Troisième lettre (13 avril 1903)
par
III
Viarregio, près Pise (Italie),
le 13 avril 1903.
Votre lettre pascale, cher Monsieur, m’a fait grand plaisir. Elle m’a dit de vous beaucoup de bonnes choses. La manière dont vous me parlez du cher et grand art de Jacobsen me montre que je ne me trompais pas en conduisant votre vie, et toutes ses questions, vers cette plénitude.
Niels Lyhne va maintenant s’ouvrir devant vous, livre de splendeurs et de pénétrations. Plus on le lit, plus il apparaît que tout y est : du parfum le plus léger de la vie à la pleine saveur de ses fruits les plus lourds. Il n’est rien là qui ne soit compris, saisi, ressenti, et – à la résonance vibrante du souvenir – reconnu. Rien n’y est petit. Le moindre événement se déroule comme une destinée, et la destinée elle-même s’y déploie comme un tissu, ample et magnifique, dont chaque fil, conduit par une main infiniment douce, se trouve pris et maintenu par cent autres. Vous allez connaître le grand bonheur de lire ce livre pour la première fois. Vous irez, comme dans un rêve, d’étonnement en étonnement. Et je puis vous dire que, dans la suite, vous serez toujours à travers ces pages le même marcheur émerveillé, car elles ne sauraient jamais rien perdre du charme féerique, de la puissance miraculeuse de leur première rencontre. On en jouit chaque fois davantage. Elles vous rendent toujours plus reconnaissants, meilleurs, plus simples de regard, plus pénétrés de foi en la vie, et, dans la vie même, plus heureux et plus grands.
Lisez ensuite l’admirable livre sur le destin et les passions de Marie Grubbe, les lettres de Jacobsen, ses pages de Journal, ses fragments et enfin ses vers qui, bien que médiocrement traduits, vivent en résonances infinies. Je vous conseillerais d’acheter à l’occasion la belle édition complète des œuvres de Jacobsen qui contient tout cela. Elle a paru en trois volumes, bien traduits, chez Eugène Diederichs à Leipzig, et ne coûte, si je me souviens bien, que cinq ou six marks le volume.

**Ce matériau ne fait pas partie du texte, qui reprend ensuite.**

//! Host (DA library panel) context shared by the tools.

use serde::Deserialize;
use thiserror::Error;

pub const DEFAULT_DA_ORIGIN: &str = "https://admin.da.live";
pub const DEFAULT_TAGGING_PATH: &str = "/docs/library/tagging.json";

#[derive(Debug, Clone, PartialEq, Eq, Error)]
pub enum HostError {
    #[error("host SDK is not available: {0}")]
    Unavailable(String),
    #[error("host context is missing `{0}`")]
    MissingField(&'static str),
    #[error("host action `{action}` failed: {message}")]
    Action {
        action: &'static str,
        message: String,
    },
}

/// The part of the SDK `context` object the tools read.
#[derive(Debug, Clone, Default, PartialEq, Eq, Deserialize)]
pub struct HostContext {
    #[serde(default)]
    pub org: String,
    #[serde(default)]
    pub repo: String,
    #[serde(rename = "ref", default)]
    pub git_ref: Option<String>,
    #[serde(default)]
    pub path: Option<String>,
}

impl HostContext {
    pub fn new(org: impl Into<String>, repo: impl Into<String>) -> Self {
        Self {
            org: org.into(),
            repo: repo.into(),
            ..Default::default()
        }
    }

    pub fn validate(&self) -> Result<(), HostError> {
        if self.org.trim().is_empty() {
            return Err(HostError::MissingField("org"));
        }
        if self.repo.trim().is_empty() {
            return Err(HostError::MissingField("repo"));
        }
        Ok(())
    }
}

/// Source URL of the tagging sheet for the current site.
///
/// `sheet_path` must start with `/`.
pub fn tagging_source_url(origin: &str, ctx: &HostContext, sheet_path: &str) -> String {
    format!(
        "{}/source/{}/{}{}",
        origin.trim_end_matches('/'),
        ctx.org,
        ctx.repo,
        sheet_path
    )
}

#[cfg(test)]
mod tests {
    use super::*;

    #[test]
    fn test_context_from_sdk_json() {
        let ctx: HostContext =
            serde_json::from_str(r#"{"org":"o","repo":"r","ref":"main","path":"/index"}"#).unwrap();
        assert_eq!(ctx.org, "o");
        assert_eq!(ctx.git_ref.as_deref(), Some("main"));
        assert!(ctx.validate().is_ok());
    }

    #[test]
    fn test_validate_missing_fields() {
        assert_eq!(
            HostContext::new("", "r").validate(),
            Err(HostError::MissingField("org"))
        );
        assert_eq!(
            HostContext::new("o", " ").validate(),
            Err(HostError::MissingField("repo"))
        );
    }

    #[test]
    fn test_tagging_source_url() {
        let ctx = HostContext::new("o", "r");
        assert_eq!(
            tagging_source_url(DEFAULT_DA_ORIGIN, &ctx, DEFAULT_TAGGING_PATH),
            "https://admin.da.live/source/o/r/docs/library/tagging.json"
        );
        assert_eq!(
            tagging_source_url("https://stage.da.live/", &ctx, "/tags.json"),
            "https://stage.da.live/source/o/r/tags.json"
        );
    }
}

À propos de Ici devraient être des roses (œuvre d’une sensibilité et d’une forme incomparables), vous avez mille fois raison contre l’auteur de l’Introduction. Ici je vous adresse une prière. Lisez le moins possible d’ouvrages critiques ou esthétiques. Ce sont, ou bien des produits de l’esprit de chapelle, pétrifiés, privés de sens dans leur durcissement sans vie, ou bien d’habiles jeux verbaux ; un jour une opinion y fait loi, un autre jour c’est l’opinion contraire. Les œuvres d’art sont d’une infinie solitude ; rien n’est pire que la critique pour les aborder. Seul l’amour peut les saisir, les garder, être juste envers elles. Donnez toujours raison à votre sentiment à vous contre ces analyses, ces comptes rendus, ces introductions. Eussiez-vous même tort, le développement naturel de votre vie intérieure vous conduira lentement, avec le temps, à un autre état de connaissance. Laissez à vos jugements leur développement propre, silencieux. Ne le contrariez pas, car, comme tout progrès, il doit venir du profond de votre être et ne peut souffrir ni pression ni hâte. Porter jusqu’au terme, puis enfanter : tout est là. Il faut que vous laissiez chaque impression, chaque germe de sentiment, mûrir en vous, dans l’obscur, dans l’inexprimable, dans l’inconscient, ces régions fermés à l’entendement. Attendez avec humilité et patience l’heure de la naissance d’une nouvelle clarté. L’art exige de ses simples fidèles autant que des créateurs.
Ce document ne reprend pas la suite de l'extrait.